Maybe Camilleri was trying to exorcise some demon in his private life, depicting things as he wished they could have been rather than as they were. Dickens did something similar in Oliver Twist, the young Rose Maylie returning from the brink of death after a sudden illness: his seventeen year old sister-in-law, Mary Hogarth with whom he was in love, had died suddenly and unexpectedly whilst he was writing the novel. And Great Expectations transmutes his troubled relationship with Ellen Ternan, twenty-five years his junior, into that of Pip and Estella, class difference being substituted for age difference. Discrepancy in age is dealt with directly, and given a happy resolution, in the marriage of Jo and Biddy, whilst the revised ‘Bulwer-Lytton’ ending to the novel, with the subdued beauty of its evocation of the closing lines of Paradise Lost, tentatively points to a future together for Pip and Estella. My point, dear reader, is that in Great Expectations, Dickens exemplifies Eliot’s analogy of the creative process being a catalyst:
‘… the mind of the poet is the shred of platinum. It may partly or exclusively operate upon the experience of the man himself; but the more perfect the artist the more completely separate in him will be the man who suffers and the mind which creates; the more perfectly will the mind digest and transmute the passions which are its material …’
In Oliver Twist, an early work, Dickens’s did not, and neither has Camilleri’s.

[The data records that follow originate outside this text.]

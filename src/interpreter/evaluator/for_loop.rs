use crate::{
    ast::{Expression, Statement},
    interpreter::{
        environment::Env,
        evaluator::core::{EvalResult, eval_expression, eval_statement},
        value::core::Value,
    },
};

/// Evaluates a `for` statement.
///
/// The whole loop runs inside one fresh scope enclosed by the caller's, so
/// header declarations are invisible after the statement. The initializer
/// runs once; then each iteration checks the condition (a missing condition
/// loops forever), runs the body and runs the update expression.
///
/// A `return` unwinding out of the body ends the loop and propagates the
/// sentinel to the enclosing function. A completed loop produces `null`.
pub fn eval_for_loop(init: Option<&Statement>,
                     condition: Option<&Expression>,
                     update: Option<&Expression>,
                     body: &Statement,
                     env: &Env)
                     -> EvalResult<Option<Value>> {
    let loop_env = Env::new_enclosed(env);

    if let Some(init) = init {
        eval_statement(init, &loop_env)?;
    }

    loop {
        if let Some(condition) = condition
           && !eval_expression(condition, &loop_env)?.is_truthy()
        {
            break;
        }

        let result = eval_statement(body, &loop_env)?;
        if matches!(result, Some(Value::ReturnValue(_))) {
            return Ok(result);
        }

        if let Some(update) = update {
            eval_expression(update, &loop_env)?;
        }
    }

    Ok(Some(Value::Null))
}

The problems with La danza del gabbiano are different. Once again, a young woman features in Montalbano’s life, but he is aware from the beginning that she is a honey-trap and though attracted to her doesn’t suffer from the illusion that the feeling is mutual. What doesn’t gell, though, is the way Montalbano behaves to make Angela confess to her involvement in the plot to entrap him. He puts pressure on her by making her strip naked and pretending he is about to rape her. Perhaps more than most fictional detectives, Montalbano is a thoroughly decent man. In any previous novel, the measures he adopts here - those of the American troops who sexually abused and humiliated their Iraqi captives in an attempt to extract confessions - would have horrified and disgusted him. One can only conclude that Camilleri was writing the scene, with one hand on the keyboard and the other inside his pants, to save the cost of that week’s supply of viagra.
The other problem is one of form. In Il campo del vasaio [The Potter’s Field] - see my blog dated 4th March - Camilleri has the nice conceit of Montalbano getting the inspiration to solve the crime he is working on from reading one of the author’s historical novels - one which doesn’t feature Montalbano. That worked. In contrast, the opening chapter of La danza del gabbiano has Montalbano avoiding a trip to Val di Noto with his partner, Livia, because they might run into the television crew filming one of Camilleri’s Montalbano’s novels! He even complains that the actor who plays him is bald - and in real life the actor, Zingaretti, is - whilst he himself has plenty of hair. Such dislocations of form rarely work. Even in A Handful of Dust, in many ways a great novel, they don’t. According to his biographer, Sykes, Waugh is trying to make the point that civilisation is a thin layer of ice through which we can easily fall. True, but in Gulliver’s Travels the point is formally embodied with consummate skill; in A Handful of Dust it’s done awkwardly leaving the reader confused. As for Camilleri, I’ve no idea what he’s trying to do. There are references within the novel to Montalbano being a quixotic figure, and in the second part of Don Quixote the protagonist, as the reader will recall, does meet the false Don Quixote from an unauthorised sequel to Part One. But La danza del gabbiano is a detective story, for God’s sake, not a novel by Umberto Eco. The conceit merely undermines the realism essential to that genre without adding any compensatory value.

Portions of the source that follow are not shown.